The molecular differences between molecular subtypes and immunotherapy response in BLCA comprise a complex multigenic process instead of a single gene functioning in isolation [8,13]. Currently, several immune-related models have been built for predicting prognoses or immunotherapeutic responses in BLCA [11,32,33,34]. However, most of these models have a single function, and the relationship between models and molecular subtypes has not been investigated. Thus, this research focused on developing a model based on multiple IRGs for molecular subtyping, prognostic prediction, and immunotherapy response prediction. A five-gene-based IPS was constructed that had a high association with molecular subtypes and critical immune checkpoint gene expression. The above-mentioned IPS demonstrated good performance in predicting the prognoses and immunotherapy responses of BLCA subjects. Specifically, IPS was negatively related to the expression profiles of critical immune checkpoint genes, so BLCA subjects in the low-risk group have high expression of critical immune checkpoint genes, thereby contributing to immunotherapy response and favorable prognosis. In addition, the capability of IPS to predict patient prognosis was further validated with several GEO data sets and comprehensively evaluated by means of a meta-analysis. Thus, the IPS is a multifunctional model and may be a beneficial tool for the evaluation of molecular subtyping, prognostic prediction, and treatment decision making. An IPS-based nomogram was constructed to be used by clinicians. The C-index and the calibration plots indicated that the 1- and 3-year OS prediction of the nomogram was in line with the actual 1- and 3-year OS. The clinical predictive superiority of this nomogram was established by DCA. Overall, the IPS and the IPS-based nomogram may be useful reference tools to assist in clinical decision making.
To further investigate the oncogenic mechanism and biological function of the IPS, GSEA was carried out for the IPS. Notably, the results revealed high enrichment levels of several oncogenic pathways in the high-IPS subgroup, which could explain the positive relationship between IPS and malignant clinicopathological features and poor prognoses.
Among the five genes in the IPS, CTLA4 is an important negative regulator of T cells [35] and can inhibit T cell function via various mechanisms [36,37], which contributed to the clinical development and application of anti-CTLA4 for tumor immunotherapy [38]. CD8A acts as a coreceptor with the T-cell receptors on T cells to recognize antigens displayed by antigen-presenting cells in the context of class I MHC molecules. Our previous study reported that CD8A is a novel indicator for predicting prognosis and immunotherapeutic response in BCa [39]. GNLY and FAM3B have been selected as hub genes in previous models for predicting prognosis and immunotherapy response in BCa [32,40], revealing the good performance of the two genes in prognostic and immunotherapy response prediction. CD3G is involved in T-cell development and signal transduction and has been reported to be associated with TME and prognosis in tumor patients [41,42]. However, no studies have investigated the role of CD3G in prognosis and TME in BCa.
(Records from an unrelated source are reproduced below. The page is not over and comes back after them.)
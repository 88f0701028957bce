use crate::cache::CacheManager;
use crate::pool::ConnectionPoolManager;
use crate::rate_limit::MobileRateLimiter;
use crate::routing::WorkloadIsolator;
use bytes::Bytes;
use futures::future::BoxFuture;
use quire_application::ports::ConnectionFactory;
use quire_domain::{
    CacheManagerStats, ClientType, DomainError, PoolManagerStats, Query, QueryPriority,
    RateLimitResult, ReplicaStatus, RouteTarget,
};
use serde::Serialize;
use std::sync::Arc;
use std::time::Duration;
use tracing::{debug, instrument, warn};

/// Who is asking. Drives quota selection and the admin bypass.
#[derive(Debug, Clone, PartialEq, Eq)]
pub struct RequestContext {
    pub user_id: String,
    pub client_type: ClientType,
    pub is_admin: bool,
}

impl RequestContext {
    pub fn new(user_id: impl Into<String>, client_type: ClientType) -> Self {
        Self {
            user_id: user_id.into(),
            client_type,
            is_admin: false,
        }
    }

    pub fn admin(mut self) -> Self {
        self.is_admin = true;
        self
    }
}

/// A cacheable read: what to run and how to store the answer.
#[derive(Debug, Clone)]
pub struct ReadRequest<'a> {
    pub cache_key: &'a str,
    pub query: Query,
    pub priority: QueryPriority,
    pub ttl: Option<Duration>,
    pub tags: &'a [&'a str],
}

#[derive(Debug, Clone, PartialEq)]
pub struct ReadOutcome {
    pub value: Bytes,
    pub cache_hit: bool,
    /// `None` on cache hits; no backend was chosen.
    pub target: Option<RouteTarget>,
    /// `None` for admins.
    pub rate_limit: Option<RateLimitResult>,
}

#[derive(Debug, Clone, PartialEq)]
pub struct WriteOutcome {
    pub value: Bytes,
    pub invalidated: usize,
    pub rate_limit: Option<RateLimitResult>,
}

#[derive(Debug, Clone, PartialEq, Serialize)]
pub struct LayerStats {
    pub pools: PoolManagerStats,
    pub cache: CacheManagerStats,
    pub replicas: Vec<ReplicaStatus>,
}

/// The four shared components wired together.
///
/// Reads go quota, cache, route, pool, backend, cache fill. Writes go quota,
/// write pool, backend, tag invalidation.
pub struct ResourceLayer<F: ConnectionFactory> {
    cache: Arc<CacheManager>,
    pools: Arc<ConnectionPoolManager<F>>,
    isolator: Arc<WorkloadIsolator>,
    limiter: Arc<MobileRateLimiter>,
    acquire_timeout: Duration,
}

impl<F: ConnectionFactory> ResourceLayer<F> {
    pub fn new(
        cache: Arc<CacheManager>,
        pools: Arc<ConnectionPoolManager<F>>,
        isolator: Arc<WorkloadIsolator>,
        limiter: Arc<MobileRateLimiter>,
        acquire_timeout: Duration,
    ) -> Self {
        Self {
            cache,
            pools,
            isolator,
            limiter,
            acquire_timeout,
        }
    }

    pub fn cache(&self) -> &Arc<CacheManager> {
        &self.cache
    }

    pub fn pools(&self) -> &Arc<ConnectionPoolManager<F>> {
        &self.pools
    }

    pub fn isolator(&self) -> &Arc<WorkloadIsolator> {
        &self.isolator
    }

    pub fn limiter(&self) -> &Arc<MobileRateLimiter> {
        &self.limiter
    }

    pub async fn prewarm(&self) -> Result<(), DomainError> {
        self.pools.prewarm().await
    }

    /// Serve a read from cache, or run it on the routed backend and cache
    /// the answer. `run` gets the checked-out connection; it is released
    /// whether or not `run` succeeds.
    #[instrument(skip(self, request, run), fields(key = request.cache_key, user = %ctx.user_id))]
    pub async fn execute_read<R>(
        &self,
        ctx: &RequestContext,
        request: ReadRequest<'_>,
        run: R,
    ) -> Result<ReadOutcome, DomainError>
    where
        R: for<'c> FnOnce(&'c mut F::Connection) -> BoxFuture<'c, Result<Bytes, DomainError>>
            + Send,
    {
        let rate_limit = self
            .limiter
            .enforce(&ctx.user_id, ctx.is_admin, &ctx.client_type)
            .await?;

        if let Some(value) = self.cache.get(request.cache_key).await {
            debug!("Read served from cache");
            return Ok(ReadOutcome {
                value,
                cache_hit: true,
                target: None,
                rate_limit,
            });
        }

        let target = self.isolator.route_query(&request.query, request.priority);
        let mut conn = self
            .pools
            .get_connection_for(&target, self.acquire_timeout)
            .await?;

        let result = run(conn.handle_mut()).await;
        if let Err(e) = self.pools.release_connection(conn).await {
            warn!(error = %e, "Failed to release connection after read");
        }
        let value = result?;

        self.cache
            .set(request.cache_key, value.clone(), request.ttl, request.tags)
            .await;
        debug!(target = %target.address(), reason = %target.reason, "Read served from backend");

        Ok(ReadOutcome {
            value,
            cache_hit: false,
            target: Some(target),
            rate_limit,
        })
    }

    /// Run a write on the primary and drop every cache entry tagged with
    /// `invalidate_tags` once it succeeds.
    #[instrument(skip(self, run), fields(user = %ctx.user_id))]
    pub async fn execute_write<R>(
        &self,
        ctx: &RequestContext,
        invalidate_tags: &[&str],
        run: R,
    ) -> Result<WriteOutcome, DomainError>
    where
        R: for<'c> FnOnce(&'c mut F::Connection) -> BoxFuture<'c, Result<Bytes, DomainError>>
            + Send,
    {
        let rate_limit = self
            .limiter
            .enforce(&ctx.user_id, ctx.is_admin, &ctx.client_type)
            .await?;

        let mut conn = self.pools.get_write_connection(self.acquire_timeout).await?;
        let result = run(conn.handle_mut()).await;
        if let Err(e) = self.pools.release_connection(conn).await {
            warn!(error = %e, "Failed to release connection after write");
        }
        let value = result?;

        let invalidated = if invalidate_tags.is_empty() {
            0
        } else {
            self.cache.invalidate_by_tags(invalidate_tags).await
        };

        Ok(WriteOutcome {
            value,
            invalidated,
            rate_limit,
        })
    }

    pub fn stats(&self) -> LayerStats {
        LayerStats {
            pools: self.pools.get_pool_stats(),
            cache: self.cache.get_stats(),
            replicas: self.isolator.get_replica_status(),
        }
    }

    pub async fn shutdown(&self) {
        self.pools.close_all().await;
    }
}
use async_trait::async_trait;
use std::time::Duration;

/// Closes pooled connections that sat idle past a timeout.
#[async_trait]
pub trait ConnectionReclaimer: Send + Sync {
    async fn reclaim_idle(&self, idle_timeout: Duration) -> usize;
}

#[derive(Debug, Clone, Copy, Default, PartialEq, Eq)]
pub struct LagRefreshSummary {
    pub checked: usize,
    pub unreachable: usize,
}

/// Re-measures replication lag for every known replica.
#[async_trait]
pub trait ReplicaMonitor: Send + Sync {
    async fn refresh_replica_lags(&self) -> LagRefreshSummary;
}

/// Forgets rate-limit windows no request has touched for a full window.
#[async_trait]
pub trait RateLimitSweeper: Send + Sync {
    async fn sweep_stale_windows(&self) -> usize;
}

/// Drops expired entries from the in-process cache.
pub trait CacheSweeper: Send + Sync {
    fn sweep_expired(&self) -> usize;
}
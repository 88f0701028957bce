//! Configuration module for Quire
//!
//! This module contains all configuration structures organized by concern:
//! - `root`: Main configuration and CLI overrides
//! - `pool`: Connection pool sizing and timeouts
//! - `database`: Backend connection targets
//! - `replicas`: Primary/replica topology and lag bound
//! - `cache`: In-process cache sizing
//! - `rate_limit`: Per-client-type quotas
//! - `jobs`: Background maintenance intervals
//! - `logging`: Logging settings
//! - `errors`: Configuration errors

pub mod cache;
pub mod database;
pub mod errors;
pub mod jobs;
pub mod logging;
pub mod pool;
pub mod rate_limit;
pub mod replicas;
pub mod root;

pub use cache::CacheConfig;
pub use database::DatabaseConfig;
pub use errors::ConfigError;
pub use jobs::JobsConfig;
pub use logging::LoggingConfig;
pub use pool::PoolConfig;
pub use rate_limit::RateLimitConfig;
pub use replicas::{ReplicaConfig, ReplicaEndpoint};
pub use root::{CliOverrides, Config};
In this study, we also tried to predict IPS scores through MRI-based radiomics in our clinical patient cohort. Notably, radiomics has already been identified as a feasible and effective method to predict tumor immune phenotypes, such as CD8+ T cell infiltration or neutrophil-to-lymphocyte ratios, even PD-1 treatment outcomes [43,44,45,46]. Using paired MRI and RNA sequencing, radiomics phenotypes were also found to be involved in immune regulation [47]. Therefore, it is possible to establish a radiomics model to preoperatively acquire tumor immune features. In bladder cancer, radiomics has been used to predict clinical pathological factors, such as prognosis, muscle-invasive status, and tumor grade, which could reduce the variability created by human error and provide more non-invasive information to guide treatment decisions [48,49]; however, few studies have used radiomics to predict tumor immune features in BLCA so far. This research utilized ten of the extracted radiomics features from DCE and T2WI images to construct a risk-predictive radiomics signature for BLCA subjects. The risk prediction for BLCA subjects was efficient in the validation and training sets, indicating the potential of some features of MRI-based radiomics to characterize the biological behavior at tumor onset. Notably, for this signature, the number of radiomics features from DCE and T2WI were both five, implying that the features of both have equal significance in the assessment of IPS.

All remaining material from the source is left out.